## [WHAT IS EXPECTED]
Nothing outside the range below should be printed. Output exactly the lines from the line with "use workouts::ActivityKind;" to the line with "pub fn sample_variance(profile: &dyn", both included.

## [MATERIAL PROVIDED]
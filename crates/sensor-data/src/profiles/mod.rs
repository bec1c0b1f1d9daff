//! Athlete profiles per activity.
//!
//! Profiles define realistic cadence, session length and the trailing
//! variant-specific values of a package. The package generator uses them to
//! produce data that resolves cleanly.

mod runner;
mod swimmer;
mod walker;

pub use runner::RunnerProfile;
pub use swimmer::SwimmerProfile;
pub use walker::WalkerProfile;

use rand::{Rng, RngCore};
use workouts::ActivityKind;

/// Trait for athlete profiles.
///
/// Implementations provide:
/// - The activity they describe
/// - Cadence (steps or strokes per hour)
/// - Typical session length
/// - Day-to-day variance
/// - Values that follow `(action, duration, weight)` in a package
pub trait AthleteProfile: Send + Sync {
    fn kind(&self) -> ActivityKind;

    /// Steps or strokes per hour at a steady effort.
    fn cadence_per_hour(&self) -> f64;

    /// Typical session length in hours.
    fn typical_duration_hours(&self) -> f64;

    /// Day-to-day performance variance as a coefficient of variation (0.0 - 1.0).
    fn variance(&self) -> f64;

    /// Variant-specific values appended after the weight.
    fn extra_values(&self, action_count: f64, rng: &mut dyn RngCore) -> Vec<f64>;
}

/// Samples a variance factor from normal distribution.
/// Returns a multiplier around 1.0.
pub fn sample_variance(profile: &dyn AthleteProfile, rng: &mut impl Rng) -> f64 {
    use rand_distr::{Distribution, Normal};

    match Normal::new(1.0, profile.variance()) {
        Ok(normal) if profile.variance() > 0.0 => normal.sample(rng).clamp(0.7, 1.4),
        _ => 1.0,
    }
}

#[cfg(test)]
mod tests {
    use super::*;
    use rand::{SeedableRng, rngs::StdRng};

    #[test]
    fn test_variance_is_clamped() {
        let profile = RunnerProfile::default();
        let mut rng = StdRng::seed_from_u64(1);
        for _ in 0..200 {
            let factor = sample_variance(&profile, &mut rng);
            assert!((0.7..=1.4).contains(&factor));
        }
    }

    #[test]
    fn test_profiles_match_kinds() {
        assert_eq!(RunnerProfile::default().kind(), ActivityKind::Running);
        assert_eq!(WalkerProfile::default().kind(), ActivityKind::SportsWalking);
        assert_eq!(SwimmerProfile::default().kind(), ActivityKind::Swimming);
    }
}
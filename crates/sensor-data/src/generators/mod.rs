//! Package generators.
//!
//! - [`PackageGenerator`]: sensor packages drawn from athlete profiles

pub mod package;

pub use package::PackageGenerator;
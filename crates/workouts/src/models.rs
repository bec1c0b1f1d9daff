use serde::{Deserialize, Serialize};

use crate::config::{STEP_LENGTH_M, STROKE_LENGTH_M};

/// Workout kinds understood by the dispatcher, in registration order.
#[derive(Debug, Clone, Copy, PartialEq, Eq, Hash, Serialize, Deserialize)]
pub enum ActivityKind {
    Swimming,
    Running,
    SportsWalking,
}

impl ActivityKind {
    pub const ALL: [ActivityKind; 3] = [
        ActivityKind::Swimming,
        ActivityKind::Running,
        ActivityKind::SportsWalking,
    ];

    /// Three-letter code sent by the sensor.
    pub fn code(self) -> &'static str {
        match self {
            ActivityKind::Swimming => "SWM",
            ActivityKind::Running => "RUN",
            ActivityKind::SportsWalking => "WLK",
        }
    }

    /// Exact, case-sensitive lookup by code.
    pub fn from_code(code: &str) -> Option<Self> {
        Self::ALL.into_iter().find(|kind| kind.code() == code)
    }

    /// Label used in reports.
    pub fn label(self) -> &'static str {
        match self {
            ActivityKind::Swimming => "Swimming",
            ActivityKind::Running => "Running",
            ActivityKind::SportsWalking => "SportsWalking",
        }
    }

    /// Distance covered by one step or stroke, in meters.
    pub fn step_length_m(self) -> f64 {
        match self {
            ActivityKind::Swimming => STROKE_LENGTH_M,
            ActivityKind::Running | ActivityKind::SportsWalking => STEP_LENGTH_M,
        }
    }

    /// Number of positional values a package of this kind carries.
    pub fn arity(self) -> usize {
        match self {
            ActivityKind::Running => 3,
            ActivityKind::SportsWalking => 4,
            ActivityKind::Swimming => 5,
        }
    }

    /// Comma separated list of valid codes, e.g. `SWM, RUN, WLK`.
    pub fn allowed_codes() -> String {
        Self::ALL
            .iter()
            .map(|kind| kind.code())
            .collect::<Vec<_>>()
            .join(", ")
    }
}

/// Raw readings shared by every workout kind.
#[derive(Debug, Clone, Copy, PartialEq, Serialize, Deserialize)]
pub struct Reading {
    /// Steps or strokes counted by the sensor.
    pub action_count: u32,
    /// Must be nonzero.
    pub duration_hours: f64,
    pub weight_kg: f64,
}

impl Reading {
    pub const fn new(action_count: u32, duration_hours: f64, weight_kg: f64) -> Self {
        Self {
            action_count,
            duration_hours,
            weight_kg,
        }
    }
}

/// A single training session bound to its kind.
///
/// Constructing a value directly skips the dispatcher's validation; callers
/// must then guarantee a nonzero `duration_hours`.
#[derive(Debug, Clone, Copy, PartialEq, Serialize, Deserialize)]
#[serde(tag = "kind")]
pub enum Training {
    Running {
        reading: Reading,
    },
    SportsWalking {
        reading: Reading,
        height_cm: f64,
    },
    Swimming {
        reading: Reading,
        pool_length_m: f64,
        pool_laps: u32,
    },
}

impl Training {
    pub fn kind(&self) -> ActivityKind {
        match self {
            Training::Running { .. } => ActivityKind::Running,
            Training::SportsWalking { .. } => ActivityKind::SportsWalking,
            Training::Swimming { .. } => ActivityKind::Swimming,
        }
    }

    pub fn reading(&self) -> &Reading {
        match self {
            Training::Running { reading }
            | Training::SportsWalking { reading, .. }
            | Training::Swimming { reading, .. } => reading,
        }
    }
}

/// Derived metrics for one session.
#[derive(Debug, Clone, Copy, PartialEq, Serialize, Deserialize)]
pub struct Metrics {
    pub distance_km: f64,
    pub mean_speed_kmh: f64,
    pub calories: f64,
}

/// One raw package as it arrives from a device.
#[derive(Debug, Clone, PartialEq, Serialize, Deserialize)]
pub struct SensorPackage {
    pub code: String,
    pub data: Vec<f64>,
}

impl SensorPackage {
    pub fn new(code: impl Into<String>, data: impl Into<Vec<f64>>) -> Self {
        Self {
            code: code.into(),
            data: data.into(),
        }
    }
}
//! Fixed coefficient tables for the calorie formulas.
//!
//! Every activity carries its own table. The calculator reads them through
//! [`CoefficientTables`]; `CoefficientTables::DEFAULT` holds the fixed values.

use serde::Serialize;

/// Meters in a kilometer.
pub const M_IN_KM: f64 = 1000.0;

/// Minutes in an hour.
pub const MIN_IN_H: f64 = 60.0;

/// Length of a single step (running and walking), in meters.
pub const STEP_LENGTH_M: f64 = 0.65;

/// Length of a single swimming stroke, in meters.
pub const STROKE_LENGTH_M: f64 = 1.38;

/// Coefficients for the running calorie formula.
#[derive(Debug, Clone, Copy, PartialEq, Serialize)]
pub struct RunningCoefficients {
    /// Multiplier applied to mean speed.
    pub speed_multiplier: f64,
    /// Offset subtracted from the scaled speed.
    pub speed_shift: f64,
}

impl RunningCoefficients {
    pub const DEFAULT: Self = Self {
        speed_multiplier: 18.0,
        speed_shift: 20.0,
    };
}

/// Coefficients for the sports walking calorie formula.
#[derive(Debug, Clone, Copy, PartialEq, Serialize)]
pub struct WalkingCoefficients {
    /// Per-kilogram base burn.
    pub weight_multiplier: f64,
    /// Per-kilogram multiplier for the speed/height term.
    pub speed_height_multiplier: f64,
}

impl WalkingCoefficients {
    pub const DEFAULT: Self = Self {
        weight_multiplier: 0.035,
        speed_height_multiplier: 0.029,
    };
}

/// Coefficients for the swimming calorie formula.
#[derive(Debug, Clone, Copy, PartialEq, Serialize)]
pub struct SwimmingCoefficients {
    /// Offset added to mean speed.
    pub speed_shift: f64,
    /// Multiplier applied to the shifted speed.
    pub weight_multiplier: f64,
}

impl SwimmingCoefficients {
    pub const DEFAULT: Self = Self {
        speed_shift: 1.1,
        weight_multiplier: 2.0,
    };
}

/// All coefficient tables in one place, as consumed by
/// `Training::spent_calories_with`.
#[derive(Debug, Clone, Copy, PartialEq, Serialize)]
pub struct CoefficientTables {
    pub running: RunningCoefficients,
    pub walking: WalkingCoefficients,
    pub swimming: SwimmingCoefficients,
}

impl CoefficientTables {
    pub const DEFAULT: Self = Self {
        running: RunningCoefficients::DEFAULT,
        walking: WalkingCoefficients::DEFAULT,
        swimming: SwimmingCoefficients::DEFAULT,
    };
}

impl Default for CoefficientTables {
    fn default() -> Self {
        Self::DEFAULT
    }
}
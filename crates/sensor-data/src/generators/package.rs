//! Sensor package generation from athlete profiles.

use rand::Rng;
use rand::distributions::{Distribution, WeightedIndex};
use tracing::debug;
use workouts::{ActivityKind, SensorPackage};

use crate::config::{ConfigError, GeneratorConfig};
use crate::profiles::{
    AthleteProfile, RunnerProfile, SwimmerProfile, WalkerProfile, sample_variance,
};

/// Shortest session the generator emits, in hours.
const MIN_DURATION_HOURS: f64 = 0.25;

/// Generates sensor packages that resolve cleanly.
pub struct PackageGenerator {
    config: GeneratorConfig,
    mix: WeightedIndex<f64>,
    runner: RunnerProfile,
    walker: WalkerProfile,
    swimmer: SwimmerProfile,
}

impl PackageGenerator {
    /// Creates a generator with custom configuration.
    pub fn with_config(config: GeneratorConfig) -> Result<Self, ConfigError> {
        config.validate()?;
        let mix = WeightedIndex::new(config.activity_mix)
            .map_err(|e| ConfigError::InvalidMix(e.to_string()))?;

        Ok(Self {
            config,
            mix,
            runner: RunnerProfile::default(),
            walker: WalkerProfile::default(),
            swimmer: SwimmerProfile::default(),
        })
    }

    /// Replaces the runner profile.
    pub fn with_runner(mut self, runner: RunnerProfile) -> Self {
        self.runner = runner;
        self
    }

    pub fn config(&self) -> &GeneratorConfig {
        &self.config
    }

    fn profile(&self, kind: ActivityKind) -> &dyn AthleteProfile {
        match kind {
            ActivityKind::Running => &self.runner,
            ActivityKind::SportsWalking => &self.walker,
            ActivityKind::Swimming => &self.swimmer,
        }
    }

    /// Generates a single package of a kind picked from the activity mix.
    pub fn generate(&self, rng: &mut impl Rng) -> SensorPackage {
        let kind = ActivityKind::ALL[self.mix.sample(rng)];
        self.generate_kind(kind, rng)
    }

    /// Generates a single package of the given kind.
    pub fn generate_kind(&self, kind: ActivityKind, rng: &mut impl Rng) -> SensorPackage {
        let profile = self.profile(kind);

        let duration = (profile.typical_duration_hours() * sample_variance(profile, rng) * 100.0)
            .round()
            / 100.0;
        let duration = duration.max(MIN_DURATION_HOURS);
        let actions = (profile.cadence_per_hour() * duration * sample_variance(profile, rng)).round();

        let (min_weight, max_weight) = self.config.weight_range_kg;
        let weight = (rng.gen_range(min_weight..=max_weight) * 10.0).round() / 10.0;

        let mut data = vec![actions, duration, weight];
        data.extend(profile.extra_values(actions, rng));

        debug!(code = kind.code(), ?data, "Generated package");
        SensorPackage::new(kind.code(), data)
    }

    /// Generates multiple packages.
    pub fn generate_batch(&self, count: usize, rng: &mut impl Rng) -> Vec<SensorPackage> {
        (0..count).map(|_| self.generate(rng)).collect()
    }
}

## [REPLY]
use workouts::ActivityKind;

/// Trait for athlete profiles.
///
/// Implementations provide:
/// - The activity they describe
/// - Cadence (steps or strokes per hour)
/// - Typical session length
/// - Day-to-day variance
/// - Values that follow `(action, duration, weight)` in a package
pub trait AthleteProfile: Send + Sync {
    fn kind(&self) -> ActivityKind;

    /// Steps or strokes per hour at a steady effort.
    fn cadence_per_hour(&self) -> f64;

    /// Typical session length in hours.
    fn typical_duration_hours(&self) -> f64;

    /// Day-to-day performance variance as a coefficient of variation (0.0 - 1.0).
    fn variance(&self) -> f64;

    /// Variant-specific values appended after the weight.
    fn extra_values(&self, action_count: f64, rng: &mut dyn RngCore) -> Vec<f64>;
}

/// Samples a variance factor from normal distribution.
/// Returns a multiplier around 1.0.
pub fn sample_variance(profile: &dyn AthleteProfile, rng: &mut impl Rng) -> f64 {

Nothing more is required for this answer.